● **What is being asked**:
Start with the first line of the data and end with the line that holds "fn device() ->"; write out each one exactly.

=== Section Start ===

#[cfg(test)]
mod tests {
    use super::*;
    use crate::domain::time_sync::TimeConvention;
    use crate::infrastructure::bluetooth::mock::MockTransport;
    use chrono::TimeZone;

    const ADDRESS: u64 = 0xD1_2A_3B_4C_5D_6E;

    fn device() -> ScannedDevice {
        ScannedDevice {
            name: "GoPro 1234".to_string(),
            address: ADDRESS,
            signal_strength: -55,
        }
    }

    fn transport() -> Arc<MockTransport> {
        Arc::new(MockTransport::new().with_device("GoPro 1234", ADDRESS))
    }

    fn new_session(
        transport: &Arc<MockTransport>,
    ) -> (Arc<CameraSession>, mpsc::UnboundedReceiver<AppEvent>) {
        let (tx, rx) = mpsc::unbounded_channel();
        let session = Arc::new(CameraSession::new(
            transport.clone(),
            SessionConfig::default(),
            tx,
        ));
        (session, rx)
    }

    async fn connected(
        transport: &Arc<MockTransport>,
    ) -> (Arc<CameraSession>, mpsc::UnboundedReceiver<AppEvent>) {
        let (session, rx) = new_session(transport);
        let events = session.connect(&device()).await.unwrap();
        let pump = session.clone();
        tokio::spawn(async move { pump.run_events(events).await });
        (session, rx)
    }

    fn statuses(rx: &mut mpsc::UnboundedReceiver<AppEvent>) -> Vec<ConnectionStatus> {
        let mut seen = Vec::new();
        while let Ok(event) = rx.try_recv() {
            if let AppEvent::ConnectionStatus(status) = event {
                seen.push(status);
            }
        }
        seen
    }

    // 5K, wide lens, 60 fps on the HERO13 table
    const HERO13_SETTINGS: [u8; 11] = [0x12, 0x00, 2, 1, 24, 229, 1, 4, 234, 1, 5];

    #[tokio::test]
    async fn test_connect_sequence() {
        let transport = transport();
        let (session, mut rx) = connected(&transport).await;

        assert_eq!(session.status(), ConnectionStatus::Ready);
        assert_eq!(session.generation(), Generation::Unknown);
        assert_eq!(session.device(), Some(device()));
        assert_eq!(
            statuses(&mut rx),
            vec![
                ConnectionStatus::Connecting,
                ConnectionStatus::DiscoveringCharacteristics,
                ConnectionStatus::Ready
            ]
        );
        assert_eq!(
            transport.notifications_enabled(),
            vec![protocol::COMMAND_RESPONSE_UUID, protocol::QUERY_RESPONSE_UUID]
        );
    }

    #[tokio::test]
    async fn test_connect_fails_without_characteristics() {
        let transport = transport();
        transport.remove_characteristic(protocol::QUERY_UUID);
        let (session, _rx) = new_session(&transport);

        let err = session.connect(&device()).await.unwrap_err();
        assert!(matches!(
            err,
            EngineError::Transport(TransportError::Discover(_))
        ));
        assert_eq!(session.status(), ConnectionStatus::Disconnected);
        assert!(!transport.is_connected());
    }

    #[tokio::test]
    async fn test_connect_unknown_address() {
        let transport = Arc::new(MockTransport::new());
        let (session, _rx) = new_session(&transport);

        assert!(session.connect(&device()).await.is_err());
        assert_eq!(session.status(), ConnectionStatus::Disconnected);
    }

    #[tokio::test]
    async fn test_commands_require_connection() {
        let transport = transport();
        let (session, _rx) = new_session(&transport);

        assert_eq!(
            session.start_recording().await.unwrap_err(),
            EngineError::Transport(TransportError::NotConnected)
        );
        assert!(transport.written().is_empty());
    }

    #[tokio::test]
    async fn test_fire_and_forget_commands() {
        let transport = transport();
        let (session, _rx) = connected(&transport).await;

        session.start_recording().await.unwrap();
        session.add_highlight().await.unwrap();
        session.stop_recording().await.unwrap();
        session.keep_alive().await.unwrap();
        session.power_off().await.unwrap();

        assert_eq!(
            transport.written(),
            vec![
                vec![0x03, 0x01, 0x01, 0x01],
                vec![0x01, 0x18],
                vec![0x03, 0x01, 0x01, 0x00],
                vec![0x03, 0x5B, 0x01, 0x42],
                vec![0x01, 0x05],
            ]
        );
        let (uuid, _) = &transport.writes()[3];
        assert_eq!(*uuid, protocol::SETTING_UUID);
    }

    #[tokio::test]
    async fn test_get_settings_detects_hero13() {
        let transport = transport();
        transport
            .reply_to(CameraCommand::GetSettings, &HERO13_SETTINGS)
            .unwrap();
        let (session, mut rx) = connected(&transport).await;

        let settings = session.get_settings().await.unwrap();
        assert_eq!(session.generation(), Generation::Hero13Plus);
        assert_eq!(settings.get("resolution").map(String::as_str), Some("5K"));
        assert_eq!(settings.get("fps").map(String::as_str), Some("60"));
        assert_eq!(session.status(), ConnectionStatus::Ready);

        let mut detected = false;
        while let Ok(event) = rx.try_recv() {
            detected |= matches!(event, AppEvent::GenerationDetected(Generation::Hero13Plus));
        }
        assert!(detected);
    }

    #[tokio::test]
    async fn test_get_status_detects_hero10() {
        let transport = transport();
        transport
            .reply_to(
                CameraCommand::GetStatus,
                &[0x13, 0x00, 10, 1, 1, 17, 1, 1, 70, 1, 80, 99, 1, 0],
            )
            .unwrap();
        let (session, _rx) = connected(&transport).await;

        let statuses = session.get_status().await.unwrap();
        assert_eq!(session.generation(), Generation::Hero10);
        assert_eq!(statuses.get("encoding").map(String::as_str), Some("true"));
        assert!(session.snapshot().is_encoding());
    }

    #[tokio::test]
    async fn test_multi_chunk_response_is_reassembled() {
        let transport = transport();
        let mut dump = vec![0x13, 0x00, 17, 1, 1];
        for id in 30..45u8 {
            dump.extend_from_slice(&[id, 1, 0]);
        }
        transport.reply_to(CameraCommand::GetStatus, &dump).unwrap();
        let (session, _rx) = connected(&transport).await;

        session.get_status().await.unwrap();
        assert_eq!(session.generation(), Generation::Hero11Plus);
        assert_eq!(session.discarded_partials(Channel::Query), 0);
    }

    #[tokio::test(start_paused = true)]
    async fn test_unanswered_request_times_out() {
        let transport = transport();
        let (session, _rx) = connected(&transport).await;

        let err = session.get_settings().await.unwrap_err();
        assert_eq!(
            err,
            EngineError::CorrelationTimeout {
                channel: Channel::Query,
                timeout: Duration::from_secs(5)
            }
        );
        assert_eq!(session.status(), ConnectionStatus::Ready);
    }

    #[tokio::test]
    async fn test_write_failure_disconnects() {
        let transport = transport();
        let (session, _rx) = connected(&transport).await;
        transport.set_fail_writes(true);

        let err = session.start_recording().await.unwrap_err();
        assert!(matches!(err, EngineError::Transport(TransportError::Write(_))));
        assert_eq!(session.status(), ConnectionStatus::Disconnected);
        assert_eq!(session.generation(), Generation::Unknown);
    }

    #[tokio::test(start_paused = true)]
    async fn test_disconnect_fails_waiter() {
        let transport = transport();
        let (session, _rx) = connected(&transport).await;

        let waiting = session.clone();
        let request = tokio::spawn(async move { waiting.get_status().await });
        for _ in 0..10 {
            if session.status() == ConnectionStatus::AwaitingResponse {
                break;
            }
            tokio::task::yield_now().await;
        }
        assert_eq!(session.status(), ConnectionStatus::AwaitingResponse);

        session.disconnect().await.unwrap();
        assert_eq!(request.await.unwrap(), Err(EngineError::Disconnected));
        assert_eq!(session.status(), ConnectionStatus::Disconnected);
    }

    #[tokio::test]
    async fn test_link_loss_resets_session() {
        let transport = transport();
        transport
            .reply_to(CameraCommand::GetSettings, &HERO13_SETTINGS)
            .unwrap();
        let (session, _rx) = connected(&transport).await;
        session.get_settings().await.unwrap();

        transport.drop_link();
        for _ in 0..10 {
            if session.status() == ConnectionStatus::Disconnected {
                break;
            }
            tokio::task::yield_now().await;
        }
        assert_eq!(session.status(), ConnectionStatus::Disconnected);
        assert_eq!(session.generation(), Generation::Unknown);
        assert!(session.snapshot().settings.is_empty());
    }

    #[tokio::test]
    async fn test_set_setting_encodes_and_falls_back() {
        let transport = transport();
        let (session, _rx) = connected(&transport).await;

        session.set_setting("resolution", "5K").await.unwrap();
        session.set_setting("resolution", "8K").await.unwrap();
        session.set_setting("warp_drive", "on").await.unwrap();

        assert_eq!(
            transport.written(),
            vec![
                vec![0x03, 0x02, 0x01, 0x18],
                vec![0x03, 0x02, 0x01, 0x01],
                vec![0x03, 0x01, 0x01, 0x01],
            ]
        );
    }

    #[tokio::test(start_paused = true)]
    async fn test_apply_settings_writes_resolution_first() {
        let transport = transport();
        let (session, _rx) = connected(&transport).await;

        let settings = BTreeMap::from([
            ("fps".to_string(), "30".to_string()),
            ("resolution".to_string(), "4K".to_string()),
            ("unknown".to_string(), "x".to_string()),
        ]);
        let written = session.apply_settings(&settings).await.unwrap();

        assert_eq!(written, 2);
        let writes = transport.written();
        assert_eq!(writes.len(), 2);
        assert_eq!(writes[0][1], 2);
        assert_eq!(writes[1][1], 3);
    }

    #[test]
    fn test_settle_delay() {
        assert_eq!(settle_delay("resolution", "5.3K"), Duration::from_millis(1000));
        assert_eq!(settle_delay("resolution", "4K"), Duration::from_millis(300));
        assert_eq!(settle_delay("fps", "50"), Duration::from_millis(300));
    }

    #[tokio::test]
    async fn test_status_digest_fast_path() {
        let transport = transport();
        transport
            .reply_to(
                CameraCommand::StatusDigest,
                &[
                    0x13, 0x00, 0x08, 0x01, 0x00, 0x0A, 0x01, 0x01, 0x23, 0x04, 0x00, 0x00, 0x01,
                    0x2C, 0x46, 0x01, 0x4B,
                ],
            )
            .unwrap();
        let (session, _rx) = connected(&transport).await;

        let digest = session.query_status_digest().await.unwrap();
        assert!(digest.encoding);
        assert_eq!(digest.video_time_remaining, 300);
        assert_eq!(digest.battery_level, 75);
        assert!(session.snapshot().is_encoding());
    }

    #[tokio::test]
    async fn test_fast_path_mismatch_resets_generation() {
        let transport = transport();
        transport
            .reply_to(
                CameraCommand::GetStatus,
                &[0x13, 0x00, 10, 1, 0, 17, 1, 1],
            )
            .unwrap();
        // One byte short of the 17-byte layout
        transport
            .reply_to(
                CameraCommand::StatusDigest,
                &[
                    0x13, 0x00, 0x08, 0x01, 0x00, 0x0A, 0x01, 0x01, 0x23, 0x03, 0x00, 0x01, 0x2C,
                    0x46, 0x01, 0x4B,
                ],
            )
            .unwrap();
        let (session, _rx) = connected(&transport).await;

        session.get_status().await.unwrap();
        assert_eq!(session.generation(), Generation::Hero11Plus);

        assert!(session.query_status_digest().await.is_err());
        assert_eq!(session.generation(), Generation::Unknown);
        // The slow decode still landed in the snapshot
        assert_eq!(
            session.snapshot().statuses.get("battery_level").map(String::as_str),
            Some("75")
        );
    }

    fn time_reply(clock: CameraClock) -> Vec<u8> {
        let year = clock.year.to_be_bytes();
        vec![
            0x0E, 0x00, 0x07, year[0], year[1], clock.month, clock.day, clock.hour, clock.minute,
            clock.second,
        ]
    }

    #[tokio::test]
    async fn test_check_time_within_threshold() {
        let transport = transport();
        let now = Utc.with_ymd_and_hms(2024, 6, 1, 12, 0, 0).unwrap();
        let clock = CameraClock::at(now - chrono::Duration::seconds(2), TimeConvention::Local);
        transport
            .reply_to(CameraCommand::GetTime, &time_reply(clock))
            .unwrap();
        let (session, _rx) = connected(&transport).await;

        let check = session.check_time(now).await.unwrap();
        assert_eq!(check.drift_secs, 1);
        assert!(!check.needs_resync());
        assert_eq!(transport.written(), vec![vec![0x01, 0x0E]]);
        assert_eq!(session.last_time_check(), Some(check));
    }

    #[tokio::test]
    async fn test_check_time_resyncs_drifted_clock() {
        let transport = transport();
        let now = Utc.with_ymd_and_hms(2024, 6, 1, 12, 0, 0).unwrap();
        let clock = CameraClock::at(now - chrono::Duration::seconds(60), TimeConvention::Local);
        transport
            .reply_to(CameraCommand::GetTime, &time_reply(clock))
            .unwrap();
        let (session, _rx) = connected(&transport).await;

        let check = session.check_time(now).await.unwrap();
        assert_eq!(check.drift_secs, 59);

        let writes = transport.written();
        assert_eq!(writes.len(), 2);
        assert_eq!(
            writes[1],
            CameraCommand::SetTime(CameraClock::at(now, TimeConvention::Local)).encode()
        );
    }

    #[tokio::test]
    async fn test_full_dump_during_digest_keeps_generation() {
        let transport = transport();
        transport
            .reply_to(CameraCommand::GetSettings, &HERO13_SETTINGS)
            .unwrap();
        // A complete status dump answering the digest request
        transport
            .reply_to(
                CameraCommand::StatusDigest,
                &[
                    0x13, 0x00, 8, 1, 0, 10, 1, 1, 17, 1, 0, 35, 4, 0, 0, 1, 44, 70, 1, 75,
                ],
            )
            .unwrap();
        let (session, _rx) = connected(&transport).await;

        session.get_settings().await.unwrap();
        assert_eq!(session.generation(), Generation::Hero13Plus);

        let digest = session.query_status_digest().await.unwrap();
        assert_eq!(digest.battery_level, 75);
        assert_eq!(session.generation(), Generation::Hero13Plus);
        assert!(session.snapshot().is_encoding());
    }

    #[tokio::test]
    async fn test_unsolicited_response_is_ignored() {
        let transport = transport();
        let (session, _rx) = connected(&transport).await;

        // A late shutter acknowledgement must not be mistaken for anything
        session.handle_notification(protocol::COMMAND_RESPONSE_UUID, &[0x02, 0x01, 0x00]);
        session.handle_notification(protocol::SETTING_UUID, &[0x02, 0x01, 0x00]);
        assert_eq!(session.status(), ConnectionStatus::Ready);
        assert_eq!(session.snapshot(), CameraSnapshot::default());
    }
}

=== Section End ===

● **Solution to the exercise**:
#[cfg(test)]
mod tests {
    use super::*;
    use crate::domain::time_sync::TimeConvention;
    use crate::infrastructure::bluetooth::mock::MockTransport;
    use chrono::TimeZone;

    const ADDRESS: u64 = 0xD1_2A_3B_4C_5D_6E;

    fn device() -> ScannedDevice {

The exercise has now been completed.